Han pasado cinco años más y, en agosto, llegó el rayo de la enfermedad. No ha sido fácil para él, conformarse de nuevo con lo que el destino marca, pero ahora sé que ha tenido algo que no siempre valoramos lo suficiente: el calor de un hogar hasta el último instante, el respeto de su familia y el amor verdadero, ese que nunca te suelta porque ser libre es otra cosa que no implica soltar, sino encontrar la forma de ir cogiendo fuerte más manos. Unir y sumar. En la madrugada del lunes 1 de diciembre, cuando el frío no se distingue si hiela o quema, se marchó con la misma discrección que aplicó a todo en su vida.

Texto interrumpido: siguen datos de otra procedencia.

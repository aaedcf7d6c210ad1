//! Immutable, time-ordered cue schedules.

use std::path::{Path, PathBuf};
use std::sync::Arc;

use thiserror::Error;

use kitchenproto::Cue;

use crate::midi;

#[derive(Debug, Error)]
pub enum ScheduleError {
    #[error("failed to read schedule {path}: {source}")]
    Io {
        path: PathBuf,
        source: std::io::Error,
    },

    #[error("invalid JSON schedule: {0}")]
    Json(#[from] serde_json::Error),

    #[error("invalid MIDI schedule: {0}")]
    Midi(String),

    #[error("no usable MIDI events in {0}")]
    NoMidiEvents(PathBuf),

    #[error("cue {index} has invalid time {time}")]
    InvalidTime { index: usize, time: f64 },

    #[error("cue {index} has no action")]
    MissingAction { index: usize },
}

/// Cues sorted by trigger time, ties in input order. Cheap to clone.
#[derive(Debug, Clone, PartialEq)]
pub struct CueSchedule {
    cues: Arc<[Cue]>,
}

impl Default for CueSchedule {
    fn default() -> Self {
        Self {
            cues: Arc::from(Vec::new()),
        }
    }
}

impl CueSchedule {
    /// Validate and stable-sort.
    pub fn from_cues(mut cues: Vec<Cue>) -> Result<Self, ScheduleError> {
        for (index, cue) in cues.iter().enumerate() {
            let time = cue.trigger_time_seconds;
            if !time.is_finite() || time < 0.0 {
                return Err(ScheduleError::InvalidTime { index, time });
            }
            if cue.action.trim().is_empty() {
                return Err(ScheduleError::MissingAction { index });
            }
        }
        // sort_by is stable
        cues.sort_by(|a, b| a.trigger_time_seconds.total_cmp(&b.trigger_time_seconds));
        Ok(Self { cues: cues.into() })
    }

    pub fn from_json(json: &str) -> Result<Self, ScheduleError> {
        let cues: Vec<Cue> = serde_json::from_str(json)?;
        Self::from_cues(cues)
    }

    pub fn from_midi(bytes: &[u8]) -> Result<Self, ScheduleError> {
        let cues = midi::cues_from_midi(bytes).map_err(|e| ScheduleError::Midi(e.to_string()))?;
        Self::from_cues(cues)
    }

    /// Load by extension: `.json`, `.mid`/`.midi`. Anything else is tried as
    /// JSON first, then MIDI.
    pub fn load(path: &Path) -> Result<Self, ScheduleError> {
        let bytes = std::fs::read(path).map_err(|e| ScheduleError::Io {
            path: path.to_path_buf(),
            source: e,
        })?;
        let extension = path
            .extension()
            .and_then(|e| e.to_str())
            .map(str::to_ascii_lowercase);

        match extension.as_deref() {
            Some("json") => Self::from_json(&String::from_utf8_lossy(&bytes)),
            Some("mid") | Some("midi") => Self::load_midi(path, &bytes),
            _ => match std::str::from_utf8(&bytes).map(Self::from_json) {
                Ok(Ok(schedule)) => Ok(schedule),
                _ => Self::load_midi(path, &bytes),
            },
        }
    }

    /// An empty schedule when no file is configured.
    pub fn load_optional(path: Option<&Path>) -> Result<Self, ScheduleError> {
        match path {
            Some(path) => Self::load(path),
            None => Ok(Self::default()),
        }
    }

    fn load_midi(path: &Path, bytes: &[u8]) -> Result<Self, ScheduleError> {
        let schedule = Self::from_midi(bytes)?;
        if schedule.is_empty() {
            return Err(ScheduleError::NoMidiEvents(path.to_path_buf()));
        }
        Ok(schedule)
    }

    pub fn cues(&self) -> &[Cue] {
        &self.cues
    }

    pub fn len(&self) -> usize {
        self.cues.len()
    }

    pub fn is_empty(&self) -> bool {
        self.cues.is_empty()
    }

    pub fn to_vec(&self) -> Vec<Cue> {
        self.cues.to_vec()
    }

    /// Index of the first cue strictly after `time`.
    pub fn index_after(&self, time: f64) -> usize {
        self.cues.partition_point(|c| c.trigger_time_seconds <= time)
    }
}
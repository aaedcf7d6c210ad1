//! kitchenproto - Wire types for KitchenSync
//!
//! Two UDP channels carry KitchenSync traffic:
//!
//! - **Sync** (`sync_port`): high-frequency, leader to followers only.
//!   [`SyncMessage::Sync`] packets carry the leader's session clock; an
//!   optional [`SyncMessage::Stop`] hint ends the session.
//! - **Control** (`*_control_port`): low-frequency, bidirectional.
//!   Registration, heartbeats, start/stop commands, status queries and
//!   latency probes ([`ControlMessage`]).
//!
//! Every datagram is one JSON object tagged by `"type"`. See [`wire`] for
//! the size limit and error handling.

pub mod control;
pub mod cue;
pub mod sync;
pub mod wire;

pub use control::{ControlMessage, CorrectionState, StatusReport};
pub use cue::Cue;
pub use sync::{SyncMessage, SyncPacket};
pub use wire::{decode, encode, WireError, MAX_DATAGRAM};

Por eso, hoy quiero dar las gracias a su gente que siempre ha sido mi gente; y a mi gente, que como sucede en esta familia, ha acabado por ser también la suya. Todos los que honraron con su presencia o sus mensajes cargados de flores y de cariño, lo que él es para nosotros. Hay gestos que trascienden las palabras y nosotros los hemos tenido con tantas personas que no hay palabras suficientes para expresar la gratitud que sentimos mi hermano y yo.
Mi padre descansa ya junto a mi madre mirando otra vez los atardeceres: en Albox, como él quería: Y cuando llegue el día del último viaje,/y esté al partir la nave que nunca ha de tornar,/me encontraréis a bordo ligero de equipaje,/casi desnudo, como los hijos de la mar» como escribió Machado. Y nosotros, con nuestra tristeza serena, seguimos como nos han enseñado con sus sacrificios, con su esfuerzo abisal. Sabiendo que los duelos se hacen de labores y esperanzas. Me gusta esta foto que comparto: era 2024 y, él, que supo lo que implicó la dictadura, quiso ir a votar. Era junio en la rosa y aquí está: tan blanco su pelo, tan azules sus ojos, tanta dignidad en cada rasgo. Este es mi padre, cumplida plenitud, sencilla honestidad de las manos limpias que ya es azul y cielo y pájaro y almendro. Un infinito de amaneceres iluminando los olivos por toda la eternidad.